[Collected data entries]
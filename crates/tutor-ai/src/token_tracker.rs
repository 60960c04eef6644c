//! Token usage tracking per provider.

use std::collections::HashMap;

use crate::TokenUsage;

/// Tracks cumulative token usage per provider.
#[derive(Debug, Default)]
pub struct TokenTracker {
    /// Total usage across all providers.
    total: TokenUsage,
    /// Usage broken down by provider name.
    by_provider: HashMap<String, TokenUsage>,
    /// Number of successful backend calls.
    call_count: u64,
}

impl TokenTracker {
    pub fn new() -> Self {
        Self::default()
    }

    /// Record token usage from a backend call.
    pub fn record(&mut self, provider: &str, usage: &TokenUsage) {
        self.total.input_tokens = self.total.input_tokens.saturating_add(usage.input_tokens);
        self.total.output_tokens = self.total.output_tokens.saturating_add(usage.output_tokens);
        self.call_count += 1;

        let entry = self.by_provider.entry(provider.to_string()).or_default();
        entry.input_tokens = entry.input_tokens.saturating_add(usage.input_tokens);
        entry.output_tokens = entry.output_tokens.saturating_add(usage.output_tokens);
    }

    pub fn total(&self) -> &TokenUsage {
        &self.total
    }

    pub fn for_provider(&self, provider: &str) -> Option<&TokenUsage> {
        self.by_provider.get(provider)
    }

    pub fn total_tokens(&self) -> u64 {
        self.total.total_tokens()
    }

    pub fn call_count(&self) -> u64 {
        self.call_count
    }

    /// Reset all counters.
    pub fn reset(&mut self) {
        *self = Self::default();
    }
}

→ **Task requirements**: From the line containing "pub fn total(&self)" to the last line of the records above, please write out every line exactly and add nothing.

→ **Answer to this task**:
    pub fn total(&self) -> &TokenUsage {
        &self.total
    }

    pub fn for_provider(&self, provider: &str) -> Option<&TokenUsage> {
        self.by_provider.get(provider)
    }

    pub fn total_tokens(&self) -> u64 {
        self.total.total_tokens()
    }

    pub fn call_count(&self) -> u64 {
        self.call_count
    }

    /// Reset all counters.
    pub fn reset(&mut self) {
        *self = Self::default();
    }
}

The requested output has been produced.